Molecular models of CRMA

Molecular structures of CRMA compositions

The molecular models of CRMA and models of asphalt-aggregate interface were built by a commercial molecular simulation software, Accelrys Materials Studio 6.0 [43]. The first step to construct molecular models for CRMA was to select molecular structures that represent the virgin asphalt binder compositions and the crumb rubber modifier. The general methods for simulating the virgin asphalt are choosing three or four different types of molecules as representative asphalt compositions. In this study the asphalt model was constructed following the constituent molecules and weight proportions adopted by Zhang and Greenfield [30]. They used 1,7-dimethylnapthalene and n-docosane (n-C22H46) to represent naphthene aromatics and saturates, respectively.
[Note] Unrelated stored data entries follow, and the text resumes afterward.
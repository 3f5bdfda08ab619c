//! Area Scanner: harvestable objects around the avatar that are still worth trying.

use super::depletion::DepletionCache;
use crate::models::{Area, Position, Tile};
use crate::world::World;
use indexmap::IndexMap;

/// Harvestable tiles within `radius` of `center`, minus depleted spots.
///
/// Tiles are de-duplicated by `(x, y)`; the first one seen in scan order
/// wins and the result keeps scan order. An empty result is normal and means
/// the current site is done.
pub fn scan(
    world: &dyn World,
    center: Position,
    radius: i32,
    cache: &DepletionCache,
) -> Vec<Tile> {
    let mut unique: IndexMap<(i32, i32), Tile> = IndexMap::new();

    for object in world.statics_in_area(Area::around(center, radius)) {
        if !object.harvestable || cache.is_depleted(object.x, object.y) {
            continue;
        }
        let tile = object.tile();
        unique.entry(tile.key()).or_insert(tile);
    }

    tracing::debug!("Scan around {} found {} candidate tiles", center, unique.len());
    unique.into_values().collect()
}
Then the asphaltene structure initially proposed by Artok et al. [44] was used, which was a relatively large polycyclic molecular structure compared to the representative structures of naphthene aromatics and saturates. The weight proportion of asphaltenes, naphthene aromatics and saturates was close to 20:20:60. Researchers have conducted many simulations based on these molecular structures of asphalt fractions and verified its reliability [35,45].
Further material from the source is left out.